Dialektika kebijakan ekonomi lebih 40 tahun terakhir membuktikan pergolakan ini. Tumpukan masalah yang nyaris membekukan perekonomian pada era Orde Lama bisa kemudian dicairkan dengan kebijakan pragmatisme liberalisasi keuangan dan perdagangan pada akhir 1960-an. Namun, kebijakan ini tidak bertahan lama. Iklim ekonomi global yang kondusif berupa membumbungnya harga minyak pada era 1970-an dan awal 1980-an menyebabkan kuatnya kembali tarikan politik dalam perekonomian, yang ditandai dengan proteksi dan subsidi besar-besaran. Ketika harga minyak kembali turun pada awal 1980-an, sekali lagi dibutuhkan respon pragmatis melalui deregulasi besar-besaran dan pemberangusan berbagai subsidi yang bersifat distorsif pada perekonomian.

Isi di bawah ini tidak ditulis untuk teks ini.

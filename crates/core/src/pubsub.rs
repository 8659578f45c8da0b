use serde::{Deserialize, Serialize};
use thiserror::Error;

use crate::{Entry, PeerId};

#[derive(Debug, Error)]
pub enum PubSubError {
    #[error("not subscribed to topic {0}")]
    NotSubscribed(String),

    #[error("channel to peer {0} is closed")]
    ChannelClosed(PeerId),

    #[error("internal error: {0}")]
    Internal(#[source] Box<dyn std::error::Error + Send + Sync>),
}

impl PubSubError {
    pub fn internal<T>(value: T) -> Self
    where
        T: Into<Box<dyn std::error::Error + Send + Sync>>,
    {
        PubSubError::Internal(value.into())
    }
}

/// Inbound event on a subscribed topic.
#[derive(Debug, Clone)]
pub enum PubSubEvent {
    /// Heads published by a remote replica.
    Message { topic: String, heads: Vec<Entry> },

    /// A peer newly observed on the topic.
    PeerJoined { topic: String, peer: PeerId },
}

/// Message exchanged over a direct channel during head exchange. Carries
/// the address so the receiving side can route to the matching store.
#[derive(Debug, Clone, Serialize, Deserialize)]
pub struct ChannelMessage {
    pub address: String,
    pub heads: Vec<Entry>,
}

/// Per-topic event stream handed out by [`PubSub::subscribe`]. Yields
/// `None` once the topic is unsubscribed or the overlay disconnects.
#[trait_variant::make(Send)]
pub trait TopicSubscription: Send + 'static {
    async fn next_event(&mut self) -> Option<PubSubEvent>;
}

/// Receiving half of a direct channel.
#[trait_variant::make(Send)]
pub trait ChannelInbox: Send + 'static {
    async fn next_message(&mut self) -> Option<ChannelMessage>;
}

/// Sending half of a direct bidirectional channel to one peer.
#[trait_variant::make(Send)]
pub trait DirectChannel: Clone + Send + Sync + 'static {
    fn peer(&self) -> &PeerId;

    async fn send(&self, message: ChannelMessage) -> Result<(), PubSubError>;

    async fn close(&self) -> Result<(), PubSubError>;
}

/// Client for the publish/subscribe overlay.
#[trait_variant::make(Send)]
pub trait PubSub: Clone + Send + Sync + 'static {
    type Subscription: TopicSubscription;
    type Channel: DirectChannel;
    type Inbox: ChannelInbox;

    async fn subscribe(&self, topic: &str) -> Result<Self::Subscription, PubSubError>;

    async fn unsubscribe(&self, topic: &str) -> Result<(), PubSubError>;

    async fn publish(&self, topic: &str, heads: &[Entry]) -> Result<(), PubSubError>;

    /// Open a direct bidirectional channel to a peer. The inbox is the
    /// exclusive receiving half; the channel half can be cloned and cached.
    async fn open_channel(
        &self,
        peer: &PeerId,
    ) -> Result<(Self::Channel, Self::Inbox), PubSubError>;

    async fn disconnect(&self) -> Result<(), PubSubError>;
}
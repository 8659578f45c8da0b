use std::collections::HashMap;
use std::sync::{Arc, RwLock};

use tokio::sync::Notify;
use xxhash_rust::xxh3::xxh3_128;

use orbiter_core::{Object, ObjectHash, ObjectStore, ObjectStoreError, PeerId, WriteOptions};

/// Content-addressed store fake. Reads of unknown hashes wait for the
/// object to be written, matching the blocking semantics of a real
/// network-backed store.
#[derive(Clone)]
pub struct MemoryObjectStore {
    peer_id: PeerId,
    objects: Arc<RwLock<HashMap<ObjectHash, Object>>>,
    arrivals: Arc<Notify>,
}

impl MemoryObjectStore {
    pub fn new(peer_id: impl Into<PeerId>) -> Self {
        Self {
            peer_id: peer_id.into(),
            objects: Default::default(),
            arrivals: Arc::new(Notify::new()),
        }
    }

    /// A second client for another peer backed by the same content, the
    /// way two nodes see one network.
    pub fn join(&self, peer_id: impl Into<PeerId>) -> Self {
        Self {
            peer_id: peer_id.into(),
            objects: self.objects.clone(),
            arrivals: self.arrivals.clone(),
        }
    }

    /// Synchronous lookup for assertions.
    pub fn get(&self, hash: &str) -> Option<Object> {
        self.objects.read().unwrap().get(hash).cloned()
    }

    pub fn contains(&self, hash: &str) -> bool {
        self.objects.read().unwrap().contains_key(hash)
    }

    fn hash_of(value: &Object) -> Result<ObjectHash, ObjectStoreError> {
        // serde_json maps are sorted, so the rendering is canonical
        let bytes =
            serde_json::to_vec(value).map_err(|error| ObjectStoreError::Codec(error.to_string()))?;

        Ok(format!("zdpu{:032x}", xxh3_128(&bytes)))
    }
}

impl ObjectStore for MemoryObjectStore {
    async fn read(&self, hash: &str) -> Result<Object, ObjectStoreError> {
        loop {
            let waiter = self.arrivals.notified();

            if let Some(object) = self.objects.read().unwrap().get(hash) {
                return Ok(object.clone());
            }

            waiter.await;
        }
    }

    async fn write(
        &self,
        _codec: &str,
        value: &Object,
        options: &WriteOptions,
    ) -> Result<ObjectHash, ObjectStoreError> {
        let hash = Self::hash_of(value)?;

        if !options.only_hash {
            self.objects
                .write()
                .unwrap()
                .insert(hash.clone(), value.clone());

            self.arrivals.notify_waiters();
        }

        Ok(hash)
    }

    async fn id(&self) -> Result<PeerId, ObjectStoreError> {
        Ok(self.peer_id.clone())
    }
}
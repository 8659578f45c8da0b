use std::collections::HashMap;
use std::sync::atomic::{AtomicBool, Ordering};
use std::sync::{Arc, Mutex};

use tokio::sync::mpsc;

use orbiter_core::{
    ChannelInbox, ChannelMessage, DirectChannel, Entry, PeerId, PubSub, PubSubError, PubSubEvent,
    TopicSubscription,
};

type EventSender = mpsc::UnboundedSender<PubSubEvent>;

/// One half of a paired direct channel, parked until the other peer
/// opens its side.
struct PendingEnd {
    channel: MemoryChannel,
    inbox: MemoryInbox,
}

#[derive(Default)]
struct HubState {
    topics: HashMap<String, HashMap<PeerId, EventSender>>,
    pending_channels: HashMap<(PeerId, PeerId), PendingEnd>,
}

/// Process-local overlay shared by every peer of a test network.
#[derive(Default)]
pub struct Hub {
    state: Mutex<HubState>,
}

/// Pubsub client fake for one peer, wired to a shared [`Hub`].
#[derive(Clone)]
pub struct MemoryPubSub {
    peer_id: PeerId,
    hub: Arc<Hub>,
}

impl MemoryPubSub {
    pub fn new(peer_id: impl Into<PeerId>, hub: Arc<Hub>) -> Self {
        Self {
            peer_id: peer_id.into(),
            hub,
        }
    }

    /// A hub plus the first peer on it.
    pub fn network(peer_id: impl Into<PeerId>) -> (Arc<Hub>, Self) {
        let hub = Arc::new(Hub::default());
        let pubsub = Self::new(peer_id, hub.clone());

        (hub, pubsub)
    }

    /// Another peer on the same hub.
    pub fn join(&self, peer_id: impl Into<PeerId>) -> Self {
        Self::new(peer_id, self.hub.clone())
    }

    fn pair_key(a: &PeerId, b: &PeerId) -> (PeerId, PeerId) {
        if a <= b {
            (a.clone(), b.clone())
        } else {
            (b.clone(), a.clone())
        }
    }
}

pub struct MemorySubscription {
    events: mpsc::UnboundedReceiver<PubSubEvent>,
}

impl TopicSubscription for MemorySubscription {
    async fn next_event(&mut self) -> Option<PubSubEvent> {
        self.events.recv().await
    }
}

#[derive(Clone)]
pub struct MemoryChannel {
    peer: PeerId,
    outbound: mpsc::UnboundedSender<ChannelMessage>,
    closed: Arc<AtomicBool>,
}

impl DirectChannel for MemoryChannel {
    fn peer(&self) -> &PeerId {
        &self.peer
    }

    async fn send(&self, message: ChannelMessage) -> Result<(), PubSubError> {
        if self.closed.load(Ordering::Acquire) {
            return Err(PubSubError::ChannelClosed(self.peer.clone()));
        }

        self.outbound
            .send(message)
            .map_err(|_| PubSubError::ChannelClosed(self.peer.clone()))
    }

    async fn close(&self) -> Result<(), PubSubError> {
        self.closed.store(true, Ordering::Release);
        Ok(())
    }
}

pub struct MemoryInbox {
    messages: mpsc::UnboundedReceiver<ChannelMessage>,
}

impl ChannelInbox for MemoryInbox {
    async fn next_message(&mut self) -> Option<ChannelMessage> {
        self.messages.recv().await
    }
}

impl PubSub for MemoryPubSub {
    type Subscription = MemorySubscription;
    type Channel = MemoryChannel;
    type Inbox = MemoryInbox;

    async fn subscribe(&self, topic: &str) -> Result<Self::Subscription, PubSubError> {
        let (tx, rx) = mpsc::unbounded_channel();

        let mut state = self.hub.state.lock().unwrap();

        let subscribers = state.topics.entry(topic.to_string()).or_default();

        // both sides of every existing pairing observe the new peer
        for (peer, sender) in subscribers.iter() {
            let _ = sender.send(PubSubEvent::PeerJoined {
                topic: topic.to_string(),
                peer: self.peer_id.clone(),
            });

            let _ = tx.send(PubSubEvent::PeerJoined {
                topic: topic.to_string(),
                peer: peer.clone(),
            });
        }

        subscribers.insert(self.peer_id.clone(), tx);

        Ok(MemorySubscription { events: rx })
    }

    async fn unsubscribe(&self, topic: &str) -> Result<(), PubSubError> {
        let mut state = self.hub.state.lock().unwrap();

        if let Some(subscribers) = state.topics.get_mut(topic) {
            subscribers.remove(&self.peer_id);
        }

        Ok(())
    }

    async fn publish(&self, topic: &str, heads: &[Entry]) -> Result<(), PubSubError> {
        let state = self.hub.state.lock().unwrap();

        let Some(subscribers) = state.topics.get(topic) else {
            return Ok(());
        };

        for (peer, sender) in subscribers.iter() {
            if *peer == self.peer_id {
                continue;
            }

            let _ = sender.send(PubSubEvent::Message {
                topic: topic.to_string(),
                heads: heads.to_vec(),
            });
        }

        Ok(())
    }

    async fn open_channel(
        &self,
        peer: &PeerId,
    ) -> Result<(Self::Channel, Self::Inbox), PubSubError> {
        let key = Self::pair_key(&self.peer_id, peer);

        let mut state = self.hub.state.lock().unwrap();

        if let Some(end) = state.pending_channels.remove(&key) {
            return Ok((end.channel, end.inbox));
        }

        // first opener: build both duplex ends and park the peer's
        let (to_peer_tx, to_peer_rx) = mpsc::unbounded_channel();
        let (to_me_tx, to_me_rx) = mpsc::unbounded_channel();

        let mine = (
            MemoryChannel {
                peer: peer.clone(),
                outbound: to_peer_tx,
                closed: Arc::new(AtomicBool::new(false)),
            },
            MemoryInbox {
                messages: to_me_rx,
            },
        );

        let theirs = PendingEnd {
            channel: MemoryChannel {
                peer: self.peer_id.clone(),
                outbound: to_me_tx,
                closed: Arc::new(AtomicBool::new(false)),
            },
            inbox: MemoryInbox {
                messages: to_peer_rx,
            },
        };

        state.pending_channels.insert(key, theirs);

        Ok(mine)
    }

    async fn disconnect(&self) -> Result<(), PubSubError> {
        let mut state = self.hub.state.lock().unwrap();

        for subscribers in state.topics.values_mut() {
            subscribers.remove(&self.peer_id);
        }

        Ok(())
    }
}
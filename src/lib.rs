//! Coordinator for a peer-to-peer, eventually-consistent database
//! platform built atop a content-addressed object store and a
//! publish/subscribe overlay.
//!
//! The entry point is [`OrbitDb`]: it resolves names into immutable
//! manifest-backed addresses, instantiates the right store implementation
//! for a manifest's declared type, binds live stores to the pubsub
//! overlay, and keeps local cache state consistent across restarts.

pub mod caches;
pub mod controller;
pub mod exchange;
pub mod lifecycle;
pub mod manifests;
pub mod migrations;
pub mod prelude;

pub use controller::{OpenOptions, OrbitDb, OrbitDbOptions};
pub use prelude::Error;

// the batteries-included local storage adapter
pub use orbiter_redb::{RedbCache, RedbStorage};
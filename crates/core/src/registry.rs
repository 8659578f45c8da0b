use std::sync::Arc;

use thiserror::Error;

use crate::{Platform, SharedStore, StoreContext, StoreError};

/// Canonical type tags of the built-in store kinds. Aliases (`log`,
/// `kvstore`, `docs`) exist only as convenience operations on the
/// controller.
pub mod tags {
    pub const COUNTER: &str = "counter";
    pub const EVENTLOG: &str = "eventlog";
    pub const FEED: &str = "feed";
    pub const DOCSTORE: &str = "docstore";
    pub const KEYVALUE: &str = "keyvalue";
}

#[derive(Debug, Error)]
pub enum RegistryError {
    #[error("database type '{0}' is already registered")]
    AlreadyRegistered(String),
}

/// Constructor capability for one store type.
pub type StoreConstructor<P> =
    Arc<dyn Fn(StoreContext<P>) -> Result<SharedStore, StoreError> + Send + Sync>;

/// Mapping from type tag to store constructor. The registry is a field of
/// the controller's options; extend it with [`TypeRegistry::register`]
/// before the controller is instantiated.
pub struct TypeRegistry<P: Platform> {
    entries: Vec<(String, StoreConstructor<P>)>,
}

impl<P: Platform> TypeRegistry<P> {
    pub fn new() -> Self {
        Self { entries: vec![] }
    }

    /// Register a constructor under a tag. Fails if the tag is already
    /// present.
    pub fn register(
        &mut self,
        tag: impl Into<String>,
        ctor: StoreConstructor<P>,
    ) -> Result<(), RegistryError> {
        let tag = tag.into();

        if self.contains(&tag) {
            return Err(RegistryError::AlreadyRegistered(tag));
        }

        self.entries.push((tag, ctor));

        Ok(())
    }

    pub fn resolve(&self, tag: &str) -> Option<&StoreConstructor<P>> {
        self.entries
            .iter()
            .find(|(known, _)| known == tag)
            .map(|(_, ctor)| ctor)
    }

    pub fn contains(&self, tag: &str) -> bool {
        self.entries.iter().any(|(known, _)| known == tag)
    }

    /// Registered tags in registration order.
    pub fn tags(&self) -> Vec<&str> {
        self.entries.iter().map(|(tag, _)| tag.as_str()).collect()
    }
}

impl<P: Platform> Default for TypeRegistry<P> {
    fn default() -> Self {
        Self::new()
    }
}

impl<P: Platform> Clone for TypeRegistry<P> {
    fn clone(&self) -> Self {
        Self {
            entries: self.entries.clone(),
        }
    }
}
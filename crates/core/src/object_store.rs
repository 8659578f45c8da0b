use thiserror::Error;

use crate::{Object, ObjectHash, PeerId};

/// Default codec for controller-written objects.
pub const DAG_CBOR: &str = "dag-cbor";

#[derive(Debug, Error)]
pub enum ObjectStoreError {
    #[error("object {0} not found")]
    NotFound(ObjectHash),

    #[error("codec error: {0}")]
    Codec(String),

    #[error("internal error: {0}")]
    Internal(#[source] Box<dyn std::error::Error + Send + Sync>),
}

impl ObjectStoreError {
    pub fn internal<T>(value: T) -> Self
    where
        T: Into<Box<dyn std::error::Error + Send + Sync>>,
    {
        ObjectStoreError::Internal(value.into())
    }
}

#[derive(Debug, Clone, Default)]
pub struct WriteOptions {
    /// Compute the content hash without persisting the object.
    pub only_hash: bool,
}

/// Client for the content-addressed object store. Reading a hash that was
/// never written does not resolve until the object appears; callers that
/// cannot wait must check the local cache index first.
#[trait_variant::make(Send)]
pub trait ObjectStore: Clone + Send + Sync + 'static {
    async fn read(&self, hash: &str) -> Result<Object, ObjectStoreError>;

    async fn write(
        &self,
        codec: &str,
        value: &Object,
        options: &WriteOptions,
    ) -> Result<ObjectHash, ObjectStoreError>;

    async fn id(&self) -> Result<PeerId, ObjectStoreError>;
}
//! End-to-end coverage of the controller façade: addressing, creation,
//! opening, cache indexing, migrations and teardown.

mod common;

use common::*;

use orbiter::{Error, OpenOptions};
use orbiter_core::{CacheStore, Identity, RegistryError, StoreError};
use orbiter_testing::{register_toy_types, toy_registry};
use serde_json::json;

#[tokio::test]
async fn create_with_invalid_type_fails() {
    let dir = tempfile::tempdir().unwrap();
    let (db, _, _) = peer_controller("peer-local", dir.path(), None).await;

    let error = db
        .create("first", "invalid-type", local_options())
        .await
        .unwrap_err();

    assert!(matches!(error, Error::InvalidType(_)));
    assert_eq!(error.to_string(), "Invalid database type 'invalid-type'");
}

#[tokio::test]
async fn create_with_address_as_name_fails() {
    let dir = tempfile::tempdir().unwrap();
    let (db, _, _) = peer_controller("peer-local", dir.path(), None).await;

    let error = db
        .create(
            "/orbitdb/Qmc9PMho3LwTXSaUXJ8WjeBZyXesAwUofdkGeadFXsqMzW/first",
            "feed",
            local_options(),
        )
        .await
        .unwrap_err();

    assert!(matches!(error, Error::NameIsAddress(_)));
}

#[tokio::test]
async fn create_twice_fails_without_overwrite() {
    let dir = tempfile::tempdir().unwrap();
    let (db, _, _) = peer_controller("peer-local", dir.path(), None).await;

    db.create("first", "feed", local_options()).await.unwrap();

    let error = db
        .create("first", "feed", local_options())
        .await
        .unwrap_err();

    assert!(matches!(error, Error::AlreadyExists(_)));
}

#[tokio::test]
async fn opening_under_a_different_type_fails() {
    let dir = tempfile::tempdir().unwrap();
    let (db, _, _) = peer_controller("peer-local", dir.path(), None).await;

    let store = db.kvstore("keyvalue", local_options()).await.unwrap();
    let address = store.address().to_string();

    let error = db.eventlog(&address, local_options()).await.unwrap_err();

    match error {
        Error::TypeMismatch {
            actual, requested, ..
        } => {
            assert_eq!(actual, "keyvalue");
            assert_eq!(requested, "eventlog");
        }
        other => panic!("unexpected error: {other}"),
    }
}

#[tokio::test]
async fn create_persists_manifest_and_cache_entry() {
    let dir = tempfile::tempdir().unwrap();
    let (db, objects, _) = peer_controller("peer-local", dir.path(), None).await;

    let store = db.create("second", "feed", local_options()).await.unwrap();
    let address = store.address().clone();

    assert!(address.to_string().starts_with("/orbitdb/"));

    let cache = db.cache(None).await.unwrap();
    let entry = cache.get(&format!("{address}/_manifest")).await.unwrap();
    assert_eq!(entry.as_deref(), Some(address.root()));

    let manifest = objects.get(address.root()).unwrap();
    assert_eq!(manifest["name"], "second");
    assert_eq!(manifest["type"], "feed");

    let ac_path = manifest["accessController"].as_str().unwrap();
    assert!(ac_path.starts_with("/ipfs"));
}

#[tokio::test]
async fn recreate_preserves_data_and_root() {
    let dir = tempfile::tempdir().unwrap();

    let root_before = {
        let (db, _, _) = peer_controller("peer-local", dir.path(), None).await;

        let store = db
            .keyvalue("cache-schema-test", local_options())
            .await
            .unwrap();

        as_toy(&store).put("key", json!("value")).await.unwrap();

        let root = store.address().root().to_string();

        db.stop().await.unwrap();

        root
    };

    // a fresh controller over the same directory; recreating runs the
    // migration pass again, which finds nothing to do
    let (db, _, _) = peer_controller("peer-local", dir.path(), None).await;

    let store = db
        .keyvalue("cache-schema-test", local_options())
        .await
        .unwrap();

    store.load().await.unwrap();

    assert_eq!(as_toy(&store).get("key"), Some(json!("value")));
    assert_eq!(store.address().root(), root_before);
}

#[tokio::test]
async fn local_only_open_of_unknown_address_fails() {
    let dir = tempfile::tempdir().unwrap();
    let (db, _, _) = peer_controller("peer-local", dir.path(), None).await;

    let store = db.create("third", "feed", local_options()).await.unwrap();
    let address = store.address().to_string();

    let mut tampered = address.clone();
    let last = tampered.pop().unwrap();
    tampered.push(if last == 'X' { 'Y' } else { 'X' });

    let error = db
        .open(
            &tampered,
            OpenOptions {
                local_only: true,
                ..Default::default()
            },
        )
        .await
        .unwrap_err();

    assert!(matches!(error, Error::NotFoundLocally(_)));
}

#[tokio::test]
async fn reopening_by_address_preserves_insertion_order() {
    let dir = tempfile::tempdir().unwrap();
    let (db, _, _) = peer_controller("peer-local", dir.path(), None).await;

    let store = db
        .open(
            "ZZZ",
            OpenOptions {
                create: true,
                db_type: Some("feed".to_string()),
                replicate: Some(false),
                ..Default::default()
            },
        )
        .await
        .unwrap();

    as_toy(&store).append(json!("hello1")).await.unwrap();
    as_toy(&store).append(json!("hello2")).await.unwrap();

    let address = store.address().to_string();

    let reopened = db.open(&address, local_options()).await.unwrap();
    reopened.load().await.unwrap();

    let payloads: Vec<_> = as_toy(&reopened)
        .iterator(-1)
        .into_iter()
        .map(|entry| entry.payload)
        .collect();

    assert_eq!(payloads, vec![json!("hello1"), json!("hello2")]);
}

#[tokio::test]
async fn open_without_create_rejects_names() {
    let dir = tempfile::tempdir().unwrap();
    let (db, _, _) = peer_controller("peer-local", dir.path(), None).await;

    let error = db.open("nope", OpenOptions::default()).await.unwrap_err();
    assert!(matches!(error, Error::CreateNotSet(_)));
}

#[tokio::test]
async fn open_with_create_requires_a_type() {
    let dir = tempfile::tempdir().unwrap();
    let (db, _, _) = peer_controller("peer-local", dir.path(), None).await;

    let error = db
        .open(
            "nope",
            OpenOptions {
                create: true,
                ..Default::default()
            },
        )
        .await
        .unwrap_err();

    match error {
        Error::TypeMissing(tags) => {
            assert!(tags.contains("feed"));
            assert!(tags.contains("keyvalue"));
            assert!(tags.contains("eventlog"));
        }
        other => panic!("unexpected error: {other}"),
    }
}

#[tokio::test]
async fn determine_address_matches_create_without_side_effects() {
    let dir = tempfile::tempdir().unwrap();
    let (db, objects, _) = peer_controller("peer-local", dir.path(), None).await;

    let address = db
        .determine_address("det", "feed", &OpenOptions::default())
        .await
        .unwrap();

    // the manifest hash was computed without persisting, and nothing was
    // recorded locally
    assert!(!objects.contains(address.root()));

    let cache = db.cache(None).await.unwrap();
    let entry = cache.get(&format!("{address}/_manifest")).await.unwrap();
    assert!(entry.is_none());

    let store = db.create("det", "feed", local_options()).await.unwrap();
    assert_eq!(store.address(), &address);
}

#[tokio::test]
async fn live_store_map_tracks_open_and_close() {
    let dir = tempfile::tempdir().unwrap();
    let (db, _, _) = peer_controller("peer-local", dir.path(), None).await;

    let a = db.create("a", "feed", local_options()).await.unwrap();
    let b = db.create("b", "feed", local_options()).await.unwrap();

    assert_eq!(db.stores().len(), 2);

    a.close().await.unwrap();

    assert_eq!(db.stores(), vec![b.address().to_string()]);

    // closing again is a no-op
    a.close().await.unwrap();
    assert_eq!(db.stores().len(), 1);
}

#[tokio::test]
async fn manifest_defaults_merge_under_caller_options() {
    let dir = tempfile::tempdir().unwrap();
    let (db, _, _) = peer_controller("peer-local", dir.path(), None).await;

    let mut defaults = serde_json::Map::new();
    defaults.insert("ref".to_string(), json!(42));

    let store = db
        .create(
            "with-defaults",
            "feed",
            OpenOptions {
                defaults: Some(defaults),
                replicate: Some(false),
                ..Default::default()
            },
        )
        .await
        .unwrap();

    let address = store.address().to_string();

    let plain = db.open(&address, local_options()).await.unwrap();
    assert!(as_toy(&plain).options().defaults.is_empty());

    let merged = db
        .open(
            &address,
            OpenOptions {
                merge_defaults: true,
                replicate: Some(false),
                ..Default::default()
            },
        )
        .await
        .unwrap();
    assert_eq!(as_toy(&merged).options().defaults["ref"], json!(42));

    let mut overriding = serde_json::Map::new();
    overriding.insert("ref".to_string(), json!(7));

    let overridden = db
        .open(
            &address,
            OpenOptions {
                merge_defaults: true,
                defaults: Some(overriding),
                replicate: Some(false),
                ..Default::default()
            },
        )
        .await
        .unwrap();
    assert_eq!(as_toy(&overridden).options().defaults["ref"], json!(7));
}

#[tokio::test]
async fn identities_outside_the_write_list_cannot_append() {
    let dir = tempfile::tempdir().unwrap();
    let (db, _, _) = peer_controller("peer-local", dir.path(), None).await;

    let store = db.create("locked", "feed", local_options()).await.unwrap();
    let address = store.address().to_string();

    let stranger = Identity {
        id: "stranger".to_string(),
        pub_key: "stranger-pub".to_string(),
    };

    let opened = db
        .open(
            &address,
            OpenOptions {
                identity: Some(stranger),
                replicate: Some(false),
                ..Default::default()
            },
        )
        .await
        .unwrap();

    let error = as_toy(&opened).append(json!("nope")).await.unwrap_err();
    assert!(matches!(error, StoreError::WriteNotAllowed(_)));
}

#[tokio::test]
async fn stop_tears_everything_down() {
    let dir = tempfile::tempdir().unwrap();
    let (db, _, _) = peer_controller("peer-local", dir.path(), None).await;

    db.create("one", "feed", local_options()).await.unwrap();
    db.create("two", "keyvalue", local_options()).await.unwrap();

    db.stop().await.unwrap();

    assert!(db.stores().is_empty());

    // safe to invoke when nothing is open
    db.stop().await.unwrap();
}

#[tokio::test]
async fn registry_rejects_duplicate_tags_and_keeps_order() {
    let mut registry = toy_registry();

    assert_eq!(
        registry.tags(),
        vec!["counter", "eventlog", "feed", "docstore", "keyvalue"]
    );

    let error = register_toy_types(&mut registry).unwrap_err();
    assert!(matches!(error, RegistryError::AlreadyRegistered(_)));
}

Manifestasi dari dualisme tarikan itu adalah satu bentuk kabinet bifurkasi (Rock 1995, 1999). Kabinet bifurkasi adalah satu kebijakan dua kaki. Di satu sisi ada teknorat ekonomi yang bertanggung jawab mengelola kebijakan makro-ekonomi berupa pengendalian inflasi, suku bunga, nilai tukar, berbagai kebijakan, dll. Di sisi mikro-ekonomi ditempatkan para kroni dan kaki tangan politik dari mereka yang dekat dengan kekuasaan, sebagai balas jasa politik atau untuk berbagai tujuan lain yang pada intinya demi melanggengkan dan menambah kekuasaan.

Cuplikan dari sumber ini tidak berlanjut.